Our Special Correspondent

NEW DELHI, October 17:

Perhaps for the first time since India and China fought a bloody war in the Himalayas in 1962, the two Asian giants appear to be engaged in discussing serious proposals for disengagement their armies along the Line of Actual Control (LAC).

After seven rounds of meetings between Indian and Chinese military commanders in eastern Ladakh, the two sides have exchanged serious proposals for disengagement that are currently being studied by the top echelons of the Indian government.

Though sources are tight-lipped about the development, it is believed that India is looking for a “comprehensive” disengagement that covers all the friction points along the LAC and addresses future problems.

While discussions on disengagement have been on for some time, the current discussion is seen as a serious movement between the two sides. The proposals have been discussed in the China Study Group in their last meeting and are still being deliberated.

That something serious is afoot was hinted at by Indian External Affairs Minister Dr Subrahmanyam Jaishankar on Thursday. Addressing an online conclave, he said: “Discussions are on, what is going on is something confidential between us and the Chinese,” he said when the moderator at the Bloomberg India Economic Forum pressed him to give a clear status of the border situation.

“There is not very much that I am in a position to say in public. I certainly do not want to prejudge it,” he added.

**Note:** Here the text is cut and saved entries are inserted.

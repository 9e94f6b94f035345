use std::collections::BTreeMap;

use serde_json::{Map, Value};
use tracing::trace;

use crate::config::UnmarshalerConfig;
use crate::error::{Result, SchemaError, ValidationError};
use crate::formats::FormatRegistry;
use crate::path::{ErrorPath, PathSegment};
use crate::validator::SchemaValidator;
use crate::value::TypedValue;
use crate::violation::Violation;

/// Validates instances against schemas and converts them into [`TypedValue`]s.
///
/// Validation always precedes conversion for the schema handed to
/// [`SchemaUnmarshaler::unmarshal`], so converters only ever see valid data.
/// The unmarshaler holds no per-call state and can be shared between threads.
#[derive(Debug, Clone, Default)]
pub struct SchemaUnmarshaler {
    validator: SchemaValidator,
}

impl SchemaUnmarshaler {
    /// Unmarshaler with the built-in formats and default config.
    pub fn new() -> Self {
        Self::default()
    }

    /// Unmarshaler with an explicit format registry.
    pub fn with_formats(formats: FormatRegistry) -> Self {
        Self::with_config(formats, UnmarshalerConfig::default())
    }

    /// Unmarshaler with an explicit format registry and config.
    pub fn with_config(formats: FormatRegistry, config: UnmarshalerConfig) -> Self {
        Self {
            validator: SchemaValidator::new(formats, config),
        }
    }

    pub fn validator(&self) -> &SchemaValidator {
        &self.validator
    }

    pub fn formats(&self) -> &FormatRegistry {
        self.validator.formats()
    }

    pub fn config(&self) -> &UnmarshalerConfig {
        self.validator.config()
    }

    /// Validate `instance` against `schema`, then convert it.
    pub fn unmarshal(&self, instance: &Value, schema: &Value) -> Result<TypedValue> {
        self.validator.validate(instance, schema)?;
        self.convert(instance, schema)
    }

    /// Convert an instance already known to satisfy `schema`.
    fn convert(&self, instance: &Value, schema: &Value) -> Result<TypedValue> {
        // Nullability is settled during validation.
        if instance.is_null() {
            return Ok(TypedValue::Null);
        }

        if let Some(sub_schemas) = non_empty_list(schema, "allOf") {
            return self.convert_all_of(instance, sub_schemas);
        }

        let alternatives = non_empty_list(schema, "oneOf").or_else(|| non_empty_list(schema, "anyOf"));
        for sub_schema in alternatives.unwrap_or_default() {
            match self.unmarshal(instance, sub_schema) {
                Ok(converted) => return Ok(converted),
                Err(SchemaError::Invalid(_)) => continue,
                Err(err) => return Err(err),
            }
        }

        match schema.get("type").and_then(Value::as_str) {
            Some("array") => self.convert_array(instance, schema),
            Some("object") => self.convert_object(instance, schema),
            Some("integer" | "number" | "boolean" | "string") => {
                self.convert_primitive(instance, schema)
            }
            _ => Ok(TypedValue::from(instance)),
        }
    }

    /// The first sub-schema seeds the result. When it describes an object
    /// (explicitly or by omitting `type`), later results are merged in, but a
    /// property the seed already transformed is never overwritten.
    fn convert_all_of(&self, instance: &Value, sub_schemas: &[Value]) -> Result<TypedValue> {
        let Some((first, rest)) = sub_schemas.split_first() else {
            return Ok(TypedValue::from(instance));
        };

        let mut result = self
            .convert(instance, first)
            .map_err(|err| err.with_schema_prefix(&composition_prefix("allOf", 0)))?;

        let object_like = first.get("type").map_or(true, |kind| kind == "object");
        if !object_like {
            return Ok(result);
        }

        for (offset, sub_schema) in rest.iter().enumerate() {
            let index = offset + 1;
            let converted = self
                .convert(instance, sub_schema)
                .map_err(|err| err.with_schema_prefix(&composition_prefix("allOf", index)))?;

            let (TypedValue::Object(seed), TypedValue::Object(later), Value::Object(raw)) =
                (&mut result, converted, instance)
            else {
                trace!(index, "allOf result is not an object, merge skipped");
                continue;
            };

            for (key, value) in later {
                if !already_transformed(seed, raw, &key) {
                    seed.insert(key, value);
                }
            }
        }

        Ok(result)
    }

    fn convert_array(&self, instance: &Value, schema: &Value) -> Result<TypedValue> {
        let Value::Array(items) = instance else {
            return Ok(TypedValue::from(instance));
        };
        let item_schemas = schema.get("items").ok_or_else(|| SchemaError::MissingItems {
            schema_path: ErrorPath::root(),
        })?;

        let mut converted = Vec::with_capacity(items.len());
        for (index, item) in items.iter().enumerate() {
            // Draft 4 tuple form: one schema per position, then `additionalItems`.
            let (item_schema, schema_prefix) = match item_schemas {
                Value::Array(positional) => match positional.get(index) {
                    Some(item_schema) => (
                        item_schema,
                        vec![PathSegment::key("items"), PathSegment::Index(index)],
                    ),
                    None => match schema.get("additionalItems") {
                        Some(extra @ Value::Object(_)) => {
                            (extra, vec![PathSegment::key("additionalItems")])
                        }
                        _ => {
                            converted.push(TypedValue::from(item));
                            continue;
                        }
                    },
                },
                single => (single, vec![PathSegment::key("items")]),
            };

            let value = self.convert(item, item_schema).map_err(|err| {
                err.with_schema_prefix(&schema_prefix)
                    .with_path_prefix(&[PathSegment::Index(index)])
            })?;
            converted.push(value);
        }

        Ok(TypedValue::Array(converted))
    }

    fn convert_object(&self, instance: &Value, schema: &Value) -> Result<TypedValue> {
        let Value::Object(fields) = instance else {
            return Ok(TypedValue::from(instance));
        };
        let properties = schema.get("properties").and_then(Value::as_object);
        let mut result = BTreeMap::new();

        for (name, sub_schema) in properties.into_iter().flatten() {
            let value = match fields.get(name).or_else(|| sub_schema.get("default")) {
                Some(value) => value,
                None => continue,
            };
            let converted = self.convert(value, sub_schema).map_err(|err| {
                err.with_schema_prefix(&[PathSegment::key("properties"), PathSegment::key(name)])
                    .with_path_prefix(&[PathSegment::key(name)])
            })?;
            result.insert(name.clone(), converted);
        }

        let undeclared = fields
            .iter()
            .filter(|(name, _)| !properties.is_some_and(|p| p.contains_key(name.as_str())));

        match schema.get("additionalProperties") {
            Some(additional @ Value::Object(_)) => {
                for (name, value) in undeclared {
                    let converted = self.convert(value, additional).map_err(|err| {
                        err.with_schema_prefix(&[PathSegment::key("additionalProperties")])
                            .with_path_prefix(&[PathSegment::key(name)])
                    })?;
                    result.insert(name.clone(), converted);
                }
            }
            None | Some(Value::Bool(true)) => {
                for (name, value) in undeclared {
                    result.insert(name.clone(), TypedValue::from(value));
                }
            }
            // `false` (or anything else) drops undeclared properties.
            Some(_) => {}
        }

        Ok(TypedValue::Object(result))
    }

    fn convert_primitive(&self, instance: &Value, schema: &Value) -> Result<TypedValue> {
        let Some(name) = schema.get("format").and_then(Value::as_str) else {
            return Ok(TypedValue::from(instance));
        };
        let (Some(format), Value::String(raw)) = (self.formats().get(name), instance) else {
            return Ok(TypedValue::from(instance));
        };

        trace!(format = name, "converting formatted value");
        format.convert(raw).ok_or_else(|| {
            let violation = Violation::new(
                format!("{instance} is not a {}", Value::from(name)),
                "format",
                Value::from(name),
            )
            .with_instance(instance.clone())
            .with_schema(schema.clone())
            .with_schema_path(ErrorPath::root().join("format"));
            ValidationError::single(violation).into()
        })
    }
}

fn non_empty_list<'a>(schema: &'a Value, keyword: &str) -> Option<&'a [Value]> {
    schema
        .get(keyword)
        .and_then(Value::as_array)
        .map(Vec::as_slice)
        .filter(|list| !list.is_empty())
}

fn composition_prefix(keyword: &str, index: usize) -> [PathSegment; 2] {
    [PathSegment::key(keyword), PathSegment::Index(index)]
}

/// True when the seed holds a value for `key` that differs from the raw
/// instance value, i.e. an earlier sub-schema converted it. Keys the seed
/// filled from a default (absent in the raw instance) count as transformed.
fn already_transformed(
    seed: &BTreeMap<String, TypedValue>,
    raw: &Map<String, Value>,
    key: &str,
) -> bool {
    match (seed.get(key), raw.get(key)) {
        (None, _) => false,
        (Some(current), Some(raw_value)) => current != raw_value,
        (Some(_), None) => true,
    }
}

India-China LAC is 4,057 km-long. Over a period of time, China has agreed that there are 23 areas of dispute needing resolution.

There is no certainty that this could lead to a breakthrough, but it is a significant development and comes after India acquired tactical advantages on the heights around Pangong Tso, thus changing the equations on the ground.

It comes after the government decided to send senior Ministry of External Affairs (MEA) official Naveen Srivastava to the border talks. Srivastava was a surprise introduction in the sixth round, and in the seventh, the Chinese foreign ministry too sent its representative.

The development also acknowledges a bitter reality — of deep winter setting which is already imposing human costs on both sides.

 

The MEA’s official readout after the last round described the talks as “positive and constructive”, adding that it was the second time both sides had issued a joint statement, indicating convergence.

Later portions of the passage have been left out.